J’aurais bien voulu lire les Barmécides de M. de La Harpe. Il est le seul qui approche du style de Racine, et même d’assez près ; mais il a encore plus d’ennemis que n’en eut Racine. Dieu veuille qu’il trouve un Louis XIV ! j’ai peur qu’il ne rencontre que des Pradons. Il a, de plus, un grand malheur ; c’est d’être né dans un siècle dégoûté, qui ne veut plus que des drames et des doubles croches, et qui au fond ne sait ce qu’il veut. Le public est à table depuis quatre-vingts ans ; il boit enfin de mauvaise eau-de-vie sur la fin du repas.
Les hommes de génie peuvent dire, dans ce temps, qu’ils sont nés mal à propos. Ce n’est pas pour vous que je parle, ni pour d’Alembert ; car vous êtes nés tous deux pour honorer votre siècle, et pour nous défaire de la multitude d’insectes qui bourdonnent et qui voudraient piquer.

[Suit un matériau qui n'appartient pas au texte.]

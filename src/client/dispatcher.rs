//! Message dispatcher
//!
//! Every inbound frame is decoded, classified by its tag, and routed to the
//! UI sink. Dispatch is total: unknown tags fall through to the output log,
//! and a malformed frame is warned about and dropped. No fault escapes past
//! the dispatcher - every path ends in a UI update, never in a dropped
//! connection.

use std::sync::Arc;

use parking_lot::Mutex;
use tracing::{debug, warn};

use super::connection::ClientHandle;
use crate::error::ChainwatchError;
use crate::fetch::FragmentFetcher;
use crate::protocol::{ClientRequest, ServerMessage};
use crate::session::{spawn_countdown, Session};
use crate::ui::UiSink;

/// Routes decoded frames to the UI sink and tracks session state
pub struct Dispatcher {
    session: Arc<Mutex<Session>>,
    ui: Arc<dyn UiSink>,
    fetcher: Arc<dyn FragmentFetcher>,
    handle: ClientHandle,
}

impl Dispatcher {
    pub(crate) fn new(
        session: Arc<Mutex<Session>>,
        ui: Arc<dyn UiSink>,
        fetcher: Arc<dyn FragmentFetcher>,
        handle: ClientHandle,
    ) -> Self {
        Self {
            session,
            ui,
            fetcher,
            handle,
        }
    }

    /// Handle one raw text frame from the transport
    pub async fn handle_frame(&self, frame: &str) {
        let message = match ServerMessage::decode(frame) {
            Ok(message) => message,
            Err(e) => {
                warn!("Dropping inbound frame: {}", e);
                return;
            }
        };

        self.dispatch(message).await;
    }

    async fn dispatch(&self, message: ServerMessage) {
        match message {
            ServerMessage::ConnectionEstablished { greeting } => {
                // Suppress the greeting on a transparent reconnect: a page
                // that already has history keeps it, without duplicates.
                let log_empty = !self.session.lock().log_has_content;
                if log_empty {
                    self.append_log(&greeting);
                }
            }

            ServerMessage::SvgFile { file_name } => {
                let was_waiting = {
                    let mut session = self.session.lock();
                    session.clear_progress();
                    session.stop_waiting()
                };
                self.ui.hide_progress();
                if was_waiting {
                    self.ui.hide_waiting();
                }

                match self.fetcher.fetch_graph(&file_name).await {
                    Ok(fragment) => self.ui.render_graph(&fragment),
                    Err(e) => self.fault("Failed to fetch graph fragment", &e),
                }
                match self.fetcher.fetch_charts().await {
                    Ok(markup) => self.ui.render_charts(&markup),
                    Err(e) => self.fault("Failed to fetch chart markup", &e),
                }

                self.enable_submit();
                self.handle.send(&ClientRequest::GetStats);
            }

            ServerMessage::PartialSvgFile { file_name } => {
                match self.fetcher.fetch_graph(&file_name).await {
                    Ok(fragment) => self.ui.render_graph(&fragment),
                    Err(e) => self.fault("Failed to fetch partial graph fragment", &e),
                }
            }

            ServerMessage::Error { message } => {
                self.enable_submit();
                self.append_log(&message);
            }

            ServerMessage::ProgressBarStart(start) => {
                let label = self.session.lock().start_layer(start);
                self.ui.set_progress(0, &label);
            }

            ServerMessage::ProgressBarUpdate { units } => {
                let update = self.session.lock().apply_progress(units);
                match update {
                    Some((percent, label)) => self.ui.set_progress(percent, &label),
                    None => debug!("Progress update outside any layer, ignored"),
                }
            }

            ServerMessage::WaitingBar { seconds } => {
                let countdown = spawn_countdown(seconds, self.ui.clone());
                self.session.lock().begin_waiting(countdown);
            }

            ServerMessage::FinalStats(stats) => {
                self.append_log(&stats.summary());
            }

            ServerMessage::ManualTx { payload } => {
                match self.fetcher.submit_manual_selection(&payload).await {
                    Ok(markup) => self.ui.show_modal(&markup),
                    Err(e) => self.fault("Failed to fetch disambiguation dialog", &e),
                }
            }

            ServerMessage::BaReport(report) => {
                self.ui.render_report(&report);
            }

            ServerMessage::ScrapingResults { fragment } => {
                self.ui.render_scraping_results(&fragment);
            }

            ServerMessage::DisplayStats { stats } => {
                self.ui.render_stats(&stats);
            }

            ServerMessage::Info { text } => {
                self.append_log(&text);
            }
        }
    }

    fn append_log(&self, text: &str) {
        self.session.lock().log_has_content = true;
        self.ui.append_log(text);
    }

    fn enable_submit(&self) {
        self.session.lock().submit_enabled = true;
        self.ui.set_submit_enabled(true);
    }

    fn fault(&self, context: &str, error: &ChainwatchError) {
        warn!("{}: {}", context, error);
        self.append_log(&format!("{}: {}", context, error));
    }
}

Je suis bien aise que l’insecte qui a voulu ressusciter le procès de M. de Morangiés ait été écrasé par la commission du conseil ; cet insecte était dangereux : il donnait au mensonge l’air de la vérité. J’ai lu une moitié de son mémoire, qu’on m’a envoyé : il faut que le rapporteur du conseil ait un esprit bien fin et bien juste, pour avoir démêlé toutes les petites fourberies dont ce mémoire atroce fourmille. Il me semble que M. de Sartines est très outragé dans ce mémoire, sous le nom général de la police. Je ne sais rien de plus punissable.
On me console, en m’assurant que les assassins du chevalier de La Barre ne reviendront point pour être nos tyrans, en faisant semblant d’être les protecteurs du pauvre peuple, qui n’est que le sot peuple.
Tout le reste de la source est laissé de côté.